Students wanted Bethzaida Fernandez, a lecturer in the Spanish language program, to take them home—not to her place in Durham but to her native Costa Rica. For the past two years, with a small grant from the Romance studies department, Fernandez has done just that. She’s offered fifteen students the chance to spend an alternative spring break in the Central American nation, in the town of Turrialba, caring for children and living with Costa Rican families.
“I’ve always believed in learning with a community,” says Fernandez. “The kids are out of their comfort zones, and that allows for the greatest opportunity for growing and learning they might have.”
During the first outing, students worked at a children’s temporary home; last March, helping at a school was added. The students, who must be at an intermediate level or higher in Spanish fluency, have done everything from painting facilities to playing school games. One student said of the experience, “A lot of my friends went on a cruise; however, I think there is so much more value to actually staying in a country for an extended period and really learning about the people and culture.” Fernandez believes the students’ experiences are reciprocal. “The trip allows for dual learning; they learn, and the community learns.”

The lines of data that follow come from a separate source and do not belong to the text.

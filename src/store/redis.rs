//! Redis sorted-set window store.
//!
//! The admission step runs as one Lua script, so Redis serializes it against every other
//! limiter instance sharing the server. A multiplexed connection is obtained per call.

use super::{WindowRequest, WindowStore};
use crate::error::StoreError;
use async_trait::async_trait;
use redis::{Client, ErrorKind, RedisError};
use tracing::debug;

// KEYS[1] = storage key
// ARGV = window_ms, limit, now_ms, member, ttl_ms
// A member already present means this call was admitted before and its reply was lost.
const ACQUIRE_SCRIPT: &str = r"
local key = KEYS[1]
local window = tonumber(ARGV[1])
local limit = tonumber(ARGV[2])
local now = tonumber(ARGV[3])
local member = ARGV[4]
local ttl = tonumber(ARGV[5])

if redis.call('ZSCORE', key, member) then
  redis.call('PEXPIRE', key, ttl)
  return 1
end

redis.call('ZREMRANGEBYSCORE', key, '-inf', '(' .. (now - window))
local count = redis.call('ZCARD', key)
local allowed = 0
if count < limit then
  redis.call('ZADD', key, now, member)
  allowed = 1
end
redis.call('PEXPIRE', key, ttl)
return allowed
";

/// Window store backed by a Redis server (or cluster-compatible proxy).
#[derive(Debug, Clone)]
pub struct RedisWindowStore {
    client: Client,
    script: redis::Script,
}

impl RedisWindowStore {
    pub fn new(client: Client) -> Self {
        Self { client, script: redis::Script::new(ACQUIRE_SCRIPT) }
    }

    /// Build from a `redis://` URL.
    pub fn open(url: &str) -> Result<Self, StoreError> {
        let client = Client::open(url).map_err(StoreError::from)?;
        Ok(Self::new(client))
    }

    async fn connection(&self) -> Result<redis::aio::MultiplexedConnection, StoreError> {
        self.client.get_multiplexed_async_connection().await.map_err(StoreError::from)
    }
}

#[async_trait]
impl WindowStore for RedisWindowStore {
    async fn acquire(&self, key: &str, request: WindowRequest) -> Result<bool, StoreError> {
        let mut conn = self.connection().await?;
        let allowed: i64 = self
            .script
            .key(key)
            .arg(request.window_millis)
            .arg(request.limit)
            .arg(request.now_millis)
            .arg(&request.member)
            .arg(request.ttl_millis)
            .invoke_async(&mut conn)
            .await?;
        debug!(key, allowed, "redis window script");
        Ok(allowed == 1)
    }

    async fn count(&self, key: &str, min_score: u64, max_score: u64) -> Result<u64, StoreError> {
        let mut conn = self.connection().await?;
        let count: u64 =
            redis::cmd("ZCOUNT").arg(key).arg(min_score).arg(max_score).query_async(&mut conn).await?;
        Ok(count)
    }
}

impl From<RedisError> for StoreError {
    fn from(err: RedisError) -> Self {
        let msg = err.to_string();
        if err.is_timeout() {
            StoreError::Timeout(msg)
        } else if err.is_io_error() || err.is_connection_refusal() || err.is_connection_dropped()
        {
            StoreError::Connection(msg)
        } else if err.code() == Some("WRONGTYPE")
            || matches!(err.kind(), ErrorKind::InvalidClientConfig | ErrorKind::TypeError)
        {
            StoreError::Rejected(msg)
        } else {
            StoreError::Protocol(msg)
        }
    }
}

Education, as well as biological research and conservation, is the focus of the Organization for Tropical Studies (OTS), which also hosts a program in Costa Rica. This year, the organization’s fiftieth anniversary celebration is offering Duke students and faculty members an opportunity to help the organization shape its ecological agenda.
The celebration officially kicked off with events over the summer in Costa Rica, including a photo exhibition at the country’s national museum. In late June, Duke provost Peter Lange toured one of the three research field stations and the rainforest, meeting with Duke students and researchers, and participated in a panel about how universities can support tropical studies. An OTS stint serves the students “wonderfully well,” he says. “There’s also a strong interdisciplinary environment, so it’s an extremely rewarding educational experience.” Indeed, Elizabeth Losos, president and CEO of OTS, says as part of the celebration, Duke students will contribute ideas to help the group reach its goal to cut electricity use by 50 percent at its research stations.
Duke in Costa Rica: At a Glance
Current students who were born in Costa Rica: 5
Costa Rican nationals working at Duke: 1
Alumni living in Costa Rica: 34
Number of undergraduate students who traveled to Costa Rica with university programs in 2012-13: 15
Key Duke connections:
• The Nicholas School of the Environment offers a course that focuses on respiratory proteins and the environment in Costa Rica and conducts research related to the country’s protected area and biodiversity conservation as part of the master of environmental management degree.
• Through the Duke Global Health Institute, Duke’s branch of Engineering World Health places engineering students in developing-world hospitals to refurbish medical equipment each summer.